Problems of the relationship of the jaws to one another, giving rise to problems of speech, eating and appearance are managed by the craniofacial team. Often the surgeon, speech pathologist and orthodontist work in concert.
Professor David J David in surgery
Plastic & Reconstructive Surgery
Mr. David and his team provide management and treatment of a wide range of reconstructive surgical procedures of the head and neck:
- management of cancer of the skin
- management of intra oral cancer including reconstruction
- reconstruction of the ears, nose and eyelids after trauma or cancer ablation
- a full range of aesthetic surgical procedures of the face and neck including face lift, brow lift, aesthetic nasal reconstruction, aesthetic surgery of the nose and eyelids.
Development and Management of Health System Services
Mr.

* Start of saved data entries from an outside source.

/// Instruction template wrapped around the diff. The rules pin the output
/// shape so the normalizer rarely has anything left to do.
pub const INSTRUCTIONS: &str = "\
Based on the following git diff, generate a concise and professional commit message following conventional commit standards.

Rules:
- Single line, maximum 72 characters
- Start with type: feat, fix, chore, docs, style, refactor, test, etc.
- Format: \"type: brief description\"
- Be specific and descriptive
- No quotes, explanations, or extra text";

/// A fully rendered request: the user-message text plus the model that
/// should answer it.
#[derive(Debug, Clone, PartialEq, Eq)]
pub struct Prompt {
    pub text: String,
    pub model: String,
}

/// Wrap a diff in the instruction template. Pure; no failure mode.
pub fn build(diff: &str, model: &str) -> Prompt {
    Prompt {
        text: format!("{INSTRUCTIONS}\n\nGit diff:\n{diff}\n\nCommit message:"),
        model: model.to_string(),
    }
}
use std::fmt;

/// How a pending file differs from the last commit.
#[derive(Debug, Clone, Copy, PartialEq, Eq)]
pub enum ChangeStatus {
    Modified,
    Added,
    Deleted,
    Unknown,
}

impl fmt::Display for ChangeStatus {
    fn fmt(&self, f: &mut fmt::Formatter<'_>) -> fmt::Result {
        let name = match self {
            ChangeStatus::Modified => "Modified",
            ChangeStatus::Added => "Added",
            ChangeStatus::Deleted => "Deleted",
            ChangeStatus::Unknown => "Unknown",
        };
        f.write_str(name)
    }
}

/// One pending file, as reported by the change source.
#[derive(Debug, Clone, PartialEq, Eq)]
pub struct ChangeRecord {
    pub path: String,
    pub status: ChangeStatus,
}

impl ChangeRecord {
    pub fn new(path: impl Into<String>, status: ChangeStatus) -> Self {
        Self {
            path: path.into(),
            status,
        }
    }
}

/// Which side of the index the pending changes live on.
///
/// `WorkingTree` means the caller must stage them before committing so the
/// committed diff matches what was summarized.
#[derive(Debug, Clone, Copy, PartialEq, Eq)]
pub enum DiffMode {
    WorkingTree,
    Staged,
}

/// Everything the change source found. An empty `changes` list means there
/// is nothing to summarize and the pipeline stops.
#[derive(Debug, Clone)]
pub struct PendingChanges {
    pub changes: Vec<ChangeRecord>,
    pub mode: DiffMode,
}

impl PendingChanges {
    pub fn none() -> Self {
        Self {
            changes: Vec::new(),
            mode: DiffMode::Staged,
        }
    }

    pub fn is_empty(&self) -> bool {
        self.changes.is_empty()
    }
}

David has successfully established and managed multi-disciplinary health care centres delivering this type of health care to the facially deformed in a number of countries in South East Asia, the Middle East and he has acted as a Consultant to governments and government agencies.
Prof David J David consulting in Surabaya, Indonesia.
(through the University of Adelaide and The Institute of Craniofacial Studies)
Mr David has extensive experience in training graduate students in plastic and reconstructive surgery and advanced students in craniomaxillofacial surgery. In addition he has developed training systems in the multidisciplinary management of cleft lip and palate deformity for centres in South-East Asia. As Head of the Unit, he oversees the fellowship training programme in craniomaxillofacial surgery at the Australian Craniofacial Unit. He is available to design educational packages in this area of expertise.
Medical Ethics within the above specialties
Mr. David works closely with ethicists on developing ethical approaches to the rapidly advancing areas of craniofacial surgery involving prenatal diagnosis, the introduction of new technology in surgery and the selection of patients for reconstructive surgery.